Джуди Шнайдер была само совершенство. Джэглом, который сам встречался с Натали Вуд и числился среди близких друзей Кэндис Берген, считал её самой красивой женщиной, которую видел в своей жизни. Однако Берт, вступая на «путь 60-х годов», стал подсмеиваться над буржуазной утончённостью жены, то и дело, выводя её из себя всеми общеизвестными или им самим выдуманными грубыми и непристойными способами. Организм Берта обладал способностью пукать по приказу своего хозяина, а тот, отдавая такие приказы в самые неподходящие моменты, не упускал случая испортить настроение Джуди. Он мог оскорбить её слух, ввернув в общей беседе крепкое «мужское» выражение. Деньги, а именно — кто, сколько и за что получал в компании «Райберт», — всегда оставались закрытой темой. А вот вопросы секса здесь обсуждались вовсю по аналогии с обычной мужской забавой «у кого струя бьёт дальше». Все безо всякого стеснения обсуждали особенности строения и запах влагалища жены или подружки. В доме компании «Би-Би-Эс» было принято общаться в непристойно-грубой манере. Обычным занятием стала пикировка грязными и нелепыми прозвищами, причём грань между шуткой и угрозой была малоразличима. Талант Берта здесь проявлялся в полной мере. Он умел задеть человека за живое и «пленных» не брал. Соперника же, который не был в состоянии ответить, пугался или сердился, а хуже всего — замыкался в себе, тут же объявляли «придурком». В общем, они разыгрывали ситуации поведения мальчишек в раздевалке средней школы, где сами никогда и не были.
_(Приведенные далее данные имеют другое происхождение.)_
//! Closed set of geodata variants
//!
//! Stored as a kind tag followed by the variant's own tagged block, so each
//! variant keeps its independent version history.

use std::fmt;
use std::io::Write;

use geowire_core::{CodecError, DecodeError, Reader, Storable, Writer, read_object, write_object};
use serde::Serialize;

use crate::base::GeoDataBase;
use crate::circle::Circle;
use crate::point::Point;
use crate::track::Track;

/// Variant discriminant as stored on the wire
#[derive(Debug, Clone, Copy, PartialEq, Eq, Serialize)]
pub enum GeoDataKind {
    Point,
    Track,
    Circle,
}

impl GeoDataKind {
    fn to_i32(self) -> i32 {
        match self {
            GeoDataKind::Point => 1,
            GeoDataKind::Track => 2,
            GeoDataKind::Circle => 3,
        }
    }

    fn from_i32(value: i32) -> Option<Self> {
        match value {
            1 => Some(GeoDataKind::Point),
            2 => Some(GeoDataKind::Track),
            3 => Some(GeoDataKind::Circle),
            _ => None,
        }
    }
}

impl fmt::Display for GeoDataKind {
    fn fmt(&self, f: &mut fmt::Formatter<'_>) -> fmt::Result {
        match self {
            GeoDataKind::Point => write!(f, "point"),
            GeoDataKind::Track => write!(f, "track"),
            GeoDataKind::Circle => write!(f, "circle"),
        }
    }
}

#[derive(Debug, Clone, PartialEq, Serialize)]
#[serde(tag = "kind", rename_all = "lowercase")]
pub enum GeoData {
    Point(Point),
    Track(Track),
    Circle(Circle),
}

impl Default for GeoData {
    fn default() -> Self {
        GeoData::Point(Point::default())
    }
}

impl GeoData {
    pub fn kind(&self) -> GeoDataKind {
        match self {
            GeoData::Point(_) => GeoDataKind::Point,
            GeoData::Track(_) => GeoDataKind::Track,
            GeoData::Circle(_) => GeoDataKind::Circle,
        }
    }

    pub fn base(&self) -> &GeoDataBase {
        match self {
            GeoData::Point(point) => &point.base,
            GeoData::Track(track) => &track.base,
            GeoData::Circle(circle) => &circle.base,
        }
    }

    pub fn base_mut(&mut self) -> &mut GeoDataBase {
        match self {
            GeoData::Point(point) => &mut point.base,
            GeoData::Track(track) => &mut track.base,
            GeoData::Circle(circle) => &mut circle.base,
        }
    }
}

impl From<Point> for GeoData {
    fn from(point: Point) -> Self {
        GeoData::Point(point)
    }
}

impl From<Track> for GeoData {
    fn from(track: Track) -> Self {
        GeoData::Track(track)
    }
}

impl From<Circle> for GeoData {
    fn from(circle: Circle) -> Self {
        GeoData::Circle(circle)
    }
}

impl Storable for GeoData {
    const VERSION: i32 = 0;
    const NAME: &'static str = "GeoData";

    fn write_body<W: Write>(&self, w: &mut Writer<W>, _version: i32) -> Result<(), CodecError> {
        w.write_i32(self.kind().to_i32())?;
        match self {
            GeoData::Point(point) => write_object(w, point),
            GeoData::Track(track) => write_object(w, track),
            GeoData::Circle(circle) => write_object(w, circle),
        }
    }

    fn read_body(r: &mut Reader<'_>, _version: i32) -> Result<Self, DecodeError> {
        let tag = r.read_i32()?;
        let kind = GeoDataKind::from_i32(tag)
            .ok_or_else(|| DecodeError::invalid("kind", format!("unknown geodata kind {tag}")))?;
        Ok(match kind {
            GeoDataKind::Point => GeoData::Point(read_object(r)?),
            GeoDataKind::Track => GeoData::Track(read_object(r)?),
            GeoDataKind::Circle => GeoData::Circle(read_object(r)?),
        })
    }
}

#[cfg(test)]
mod tests {
    use super::*;
    use crate::location::Location;
    use geowire_core::{decode, decode_list, encode, encode_list};

    #[test]
    fn test_mixed_list_roundtrip() {
        let items: Vec<GeoData> = vec![
            Point::new("P", Location::new(1.0, 2.0)).into(),
            Track::new("T").into(),
            Circle::new("C", Location::new(3.0, 4.0), 10.0).into(),
        ];
        let decoded: Vec<GeoData> = decode_list(&encode_list(&items).unwrap()).unwrap();
        assert_eq!(decoded, items);
        let kinds: Vec<GeoDataKind> = decoded.iter().map(GeoData::kind).collect();
        assert_eq!(
            kinds,
            vec![GeoDataKind::Point, GeoDataKind::Track, GeoDataKind::Circle]
        );
    }

    #[test]
    fn test_unknown_kind() {
        let mut bytes = encode(&GeoData::default()).unwrap();
        bytes[4..8].copy_from_slice(&9i32.to_be_bytes());
        assert!(matches!(
            decode::<GeoData>(&bytes),
            Err(DecodeError::InvalidFieldValue { field: "kind", .. })
        ));
    }

    #[test]
    fn test_base_access() {
        let mut data: GeoData = Track::new("Run").into();
        assert_eq!(data.base().name, "Run");
        data.base_mut().name = "Evening run".to_string();
        assert_eq!(data.base().name, "Evening run");
        assert_eq!(data.kind().to_string(), "track");
    }

    #[test]
    fn test_json_tags_variant() {
        let data: GeoData = Point::new("P", Location::new(1.0, 2.0)).into();
        let json = serde_json::to_value(&data).unwrap();
        assert_eq!(json["kind"], "point");
        assert_eq!(json["base"]["name"], "P");
    }
}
По мере того, как шли 60-е, наставлять рога своим друзьям Берту наскучило и он пошёл дальше, гораздо дальше. На целое десятилетие он состряпал себе «шведский стол» из разнообразных теологических систем освобождения, как духовного, так и физического, доведя этот «винегрет» до уровня целостной идеологии промискуитета. Так он якобы хотел оправдать своё беспутное поведение, хотя вряд ли так уж требовалось оправдание «во дни любви свободной».
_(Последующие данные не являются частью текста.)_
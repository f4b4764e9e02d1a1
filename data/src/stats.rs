//! Track statistics
//!
//! # Layout history
//!
//! - v0: counts, times, lengths, speed and altitude extremes, elevation
//!   distances and heights
//! - v1: heart rate and cadence aggregates, energy, strides

use std::io::Write;

use geowire_core::{CodecError, DecodeError, Reader, Storable, Writer};
use serde::Serialize;

use crate::location::Location;

/// Speed below which a point is treated as standing still (m/s)
const MIN_MOVING_SPEED: f32 = 0.5;

/// Derived measurements of a track or a part of it.
///
/// Times are milliseconds, lengths and heights metres, speeds m/s.
#[derive(Debug, Clone, PartialEq, Serialize)]
pub struct TrackStats {
    pub num_of_points: i32,
    /// Negative when unset
    pub start_time: i64,
    /// Negative when unset
    pub stop_time: i64,
    pub total_length: f32,
    pub total_length_move: f32,
    pub total_time: i64,
    pub total_time_move: i64,
    pub speed_max: f32,
    pub altitude_max: f32,
    pub altitude_min: f32,
    pub ele_neutral_distance: f32,
    pub ele_neutral_height: f32,
    pub ele_positive_distance: f32,
    pub ele_positive_height: f32,
    pub ele_negative_distance: f32,
    pub ele_negative_height: f32,
    pub heart_rate_average: i32,
    pub heart_rate_max: i32,
    pub cadence_average: i32,
    pub cadence_max: i32,
    /// Kilocalories
    pub energy: i32,
    pub num_of_strides: i32,
}

impl Default for TrackStats {
    fn default() -> Self {
        Self {
            num_of_points: 0,
            start_time: -1,
            stop_time: -1,
            total_length: 0.0,
            total_length_move: 0.0,
            total_time: 0,
            total_time_move: 0,
            speed_max: 0.0,
            altitude_max: f32::MIN,
            altitude_min: f32::MAX,
            ele_neutral_distance: 0.0,
            ele_neutral_height: 0.0,
            ele_positive_distance: 0.0,
            ele_positive_height: 0.0,
            ele_negative_distance: 0.0,
            ele_negative_height: 0.0,
            heart_rate_average: 0,
            heart_rate_max: 0,
            cadence_average: 0,
            cadence_max: 0,
            energy: 0,
            num_of_strides: 0,
        }
    }
}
Но даже в обстановке господства официальной идеологии контркультуры — идеологии «свободной любви» — вещи иногда принимали, скажем, не совсем привычный оборот. Дом Донны Гринберг всегда был открыт для всех желающих. «Однажды, прекрасным, солнечным воскресным утром мы завтракали в нашем дворике: я, мой муж, няня, четырёхлетний ребёнок и старший сын, которому тогда было лет тринадцать-четырнадцать, — вспоминает Донна. — Совсем недавно мы закончили покраску фасада и волнореза, разрисовали всё символами мира и граффити в том же духе. Неожиданно на территорию патио ввалилась толпа хиппи ужасного вида. Они остановились, уставившись на нас, огляделись, а затем прошлись по всему дому. Я буквально оцепенела и не знала, что делать. Имейте в виду — это 60-е годы, тогда было принято по-доброму относиться к бородачам в банданах, увешенным драгоценностями. На пианино в небольших серебряных рамках было много семейных фотографий, изображений близких и знакомых. Так вот, все они сгрудились вокруг инструмента и стали разглядывать фото. А затем молча вышли и направились в дальний конец пляжа. Правда, выбраться им не удалось — подъехала полицейская машина и я, сама не знаю как, на ватных ногах, вышла к полицейским и сказала, чтобы их отпустили, потому, что они — мои друзья. Не спрашивайте, что подтолкнула меня так сказать. А гостями оказались, вы не поверите, люди из «семьи Мэнсона» [33].

* * *

Воистину, бешеный успех «Мартышек» делал богатым всякого, кто был связан с этой группой. Боб с Тоби приобрели дом в испанском стиле на Сьерра-Альта, выше бульвара Сансет, рядом с Грейстоуном. Этот старинный особняк сдавал внаём Американский институт кинематографии, находившийся тогда ещё в самом нежном возрасте. А дом Рэфелсонов находился в Лос-Анджелесе на углу улицы Нью-Йорк. Внутри было несметное количество артефактов африканской культуры, масса подарочных альбомов по японской гравюре, фотографии и античному искусству. Именно здесь постоянно собиралась более чем странная компания молодёжи «нового» Голливуда: Деннис и Брук, Берт и Джуди, Бак Генри, Джек Николсон и его подружка, Мими Мачу. Верховодила — Тоби. Она отвечала за свечи, неиссякаемый запас всего самого вкусного и хорошей «травки». В общем, за то, чтобы всем было весело. Рэфелсон всегда старался выделиться и где-то достал очки сварщика с маленькими затемнёнными стёклами и откидывающимися «ставнями» по бокам, которые тут же стали неотъемлемой частью его физиономии. Обычно он сидел на полу и слушал джаз, покуривая марихуану. А мог пойти запустить «кислоту» в джакузи на заднем дворе, съесть несколько «грибов», употребить дозу мескалина или гашиша.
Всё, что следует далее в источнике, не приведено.